Bummed plans to partner with brands that have a more direct GLP-1 message, such as supplement brands, in the future as it expects this customer base to keep growing. Even among its original target audience of pregnant and postpartum women, weight loss medications have their appeal. “I have a bunch of friends who have been using smaller doses of GLP-1s to get that final weight off — but I haven’t seen anyone specifically talking to that audience yet.”

Image: Vora
A new relationship with fullness
For many products aimed at GLP-1 users, there will be just as many non-using customers caught up in the cultural current. In a world where actively managing weight, through whatever means, has become normal, even aspirational, an entirely new category of consumer has emerged: one who may never take a GLP-1 drug, but who has absorbed conversations around satiety, food noise and metabolic health, and wants products that speak to those interests.
Vora launched earlier this year with a drink mix designed to close what co-founder Johnny Tran calls the “satiety gap”: the difference between how many calories something contains and how full it actually makes you feel. “The modern diet is almost like social media for your gut,” Tran says. “You get this quick dopamine hit, the calories really fast, and your body rewards you for it. But you need the workout [to feel satisfied].”
Vora’s mixture, which contains fibre and resistant starch, prompts the gut to signal fullness by encouraging mechanisms like gastric distension and the “ileal brake”, where the gut tells the brain that it’s had enough. Vora can be taken alongside food — “the first bite of pasta is always the best, and the bajillionth bite is the worst,” says Tran — or between meals.

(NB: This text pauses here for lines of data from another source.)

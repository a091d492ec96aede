//! Collaborator permissions.
//!
//! Access control proper (accounts, invitations) lives outside this crate;
//! the engine only asks an [`AccessControl`] for a user's level before
//! queuing work. [`CollaboratorTable`] is the in-process implementation.

use std::collections::HashMap;

use parking_lot::RwLock;

use crate::error::CollabError;
use crate::model::{Collaborator, Document, DocumentId, Permission, UserId};

pub trait AccessControl: Send + Sync {
    /// Explicit collaborator level, if any.
    fn collaborator(&self, document: DocumentId, user: UserId) -> Option<Permission>;

    fn grant(&self, document: DocumentId, user: UserId, permission: Permission);

    fn revoke(&self, document: DocumentId, user: UserId) -> Option<Permission>;

    fn collaborators(&self, document: DocumentId) -> Vec<Collaborator>;

    /// Effective level: `Admin` for the owner, else the collaborator row,
    /// or `View` on public documents.
    ///
    /// Ownership comes from the stored document row, so it holds even when
    /// the collaborator rows were lost with a restart.
    fn permission(&self, document: &Document, user: UserId) -> Option<Permission> {
        if document.owner == user {
            return Some(Permission::Admin);
        }
        let explicit = self.collaborator(document.id, user);
        let public = document.is_public.then_some(Permission::View);
        explicit.max(public)
    }

    /// Fail with `PermissionDenied` unless `user` holds at least `required`.
    fn require(&self, document: &Document, user: UserId, required: Permission) -> Result<Permission, CollabError> {
        match self.permission(document, user) {
            Some(level) if level >= required => Ok(level),
            _ => Err(CollabError::PermissionDenied {
                document: document.id,
                user,
                required,
            }),
        }
    }
}

/// In-memory `(document, user) -> permission` table.
#[derive(Default)]
pub struct CollaboratorTable {
    rows: RwLock<HashMap<(DocumentId, UserId), Permission>>,
}

impl CollaboratorTable {
    pub fn new() -> Self {
        Self::default()
    }
}

impl AccessControl for CollaboratorTable {
    fn collaborator(&self, document: DocumentId, user: UserId) -> Option<Permission> {
        self.rows.read().get(&(document, user)).copied()
    }

    fn grant(&self, document: DocumentId, user: UserId, permission: Permission) {
        self.rows.write().insert((document, user), permission);
    }

    fn revoke(&self, document: DocumentId, user: UserId) -> Option<Permission> {
        self.rows.write().remove(&(document, user))
    }

    fn collaborators(&self, document: DocumentId) -> Vec<Collaborator> {
        let mut rows: Vec<Collaborator> = self
            .rows
            .read()
            .iter()
            .filter(|((doc, _), _)| *doc == document)
            .map(|((doc, user), permission)| Collaborator {
                document: *doc,
                user: *user,
                permission: *permission,
            })
            .collect();
        rows.sort_by(|a, b| b.permission.cmp(&a.permission).then(a.user.cmp(&b.user)));
        rows
    }
}
//! quire-admin
//!
//! Operator tool for a RocksDB-backed version log: list documents, dump a
//! document's log, check its integrity and inspect or rebuild its snapshot.
//!
//! Logging goes through `env_logger`; set `RUST_LOG=debug` for detail.

use std::path::PathBuf;
use std::process::ExitCode;
use std::sync::Arc;

use clap::{Parser, Subcommand};
use quire_collab::{verify_document, CollabConfig, DocumentId, RocksLog, SnapshotManager, VersionLog};

#[derive(Parser)]
#[command(name = "quire-admin")]
#[command(version = env!("CARGO_PKG_VERSION"))]
#[command(about = "Inspect and repair a quire version log")]
struct Cli {
    /// TOML configuration file
    #[arg(short, long, value_name = "FILE")]
    config: Option<PathBuf>,

    /// Database directory, overriding `storage.path` from the configuration
    #[arg(long, value_name = "DIR")]
    db: Option<PathBuf>,

    #[command(subcommand)]
    command: Command,
}

#[derive(Subcommand)]
enum Command {
    /// List documents with their version and length
    List,

    /// Print version entries as JSON lines
    Log {
        document: DocumentId,

        /// Only entries after this version
        #[arg(long, default_value_t = 0)]
        since: u64,
    },

    /// Check version contiguity and length chaining
    Verify { document: DocumentId },

    /// Print the materialised content of a document
    Snapshot {
        document: DocumentId,

        /// Replay from version 1 and persist the result
        #[arg(long)]
        rebuild: bool,
    },
}

fn main() -> ExitCode {
    env_logger::init();
    let cli = Cli::parse();

    match run(cli) {
        Ok(true) => ExitCode::SUCCESS,
        Ok(false) => ExitCode::from(2),
        Err(e) => {
            eprintln!("error: {e}");
            ExitCode::FAILURE
        }
    }
}

/// Returns false when a check found problems.
fn run(cli: Cli) -> Result<bool, Box<dyn std::error::Error>> {
    let mut config = match &cli.config {
        Some(path) => CollabConfig::load(path)?,
        None => CollabConfig::default(),
    };
    if let Some(db) = cli.db {
        config.storage.path = Some(db);
    }
    let path = config
        .storage
        .path
        .clone()
        .ok_or("no database: pass --db or set storage.path")?;

    let log = Arc::new(RocksLog::open(&path, &config.storage)?);

    match cli.command {
        Command::List => {
            for doc in log.list_documents()? {
                println!(
                    "{}  v{:<6} {:>8} chars  {}{}",
                    doc.id,
                    doc.version,
                    doc.length,
                    doc.title,
                    if doc.is_public { "  (public)" } else { "" }
                );
            }
        }
        Command::Log { document, since } => {
            for entry in log.entries_since(document, since)? {
                println!("{}", serde_json::to_string(&entry)?);
            }
        }
        Command::Verify { document } => {
            let report = verify_document(log.as_ref(), document)?;
            if report.is_ok() {
                println!("{document}: {} entries, ok", report.entries);
            } else {
                for problem in &report.problems {
                    println!("{document}: {problem}");
                }
                return Ok(false);
            }
        }
        Command::Snapshot { document, rebuild } => {
            let snapshots = SnapshotManager::new(log.clone(), &config.snapshots);
            let snapshot = if rebuild {
                snapshots.rebuild(document)?
            } else {
                snapshots.snapshot(document)?
            };
            log::info!("Snapshot of {document} at version {}", snapshot.version);
            println!("{}", snapshot.content);
        }
    }

    log.flush()?;
    Ok(true)
}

Vora has been careful (necessarily, given FDA regulations) not to position itself as a drug alternative or a weight loss product. “We are a fullness product,” Tran says, noting that Vora doesn't ask its customers if they take GLP-1 medications or not. “Fullness is probably some of the common ground between them.”
For McKee, the ripple effects are more literal. The weight loss that Mounjaro made possible transformed his health, but also created a new set of challenges he hadn’t anticipated, and gave him access to an audience of hundreds of thousands of people experiencing the same thing. As new, easier-to-take forms of GLP-1 medications become increasingly available, the market will only expand.
“You end up having to buy all these other things to feel your best,” he says. “But this is self-care, it's wellness, it's looking after yourself, and anyone can use these products. The benefits are wider than being on the medication.”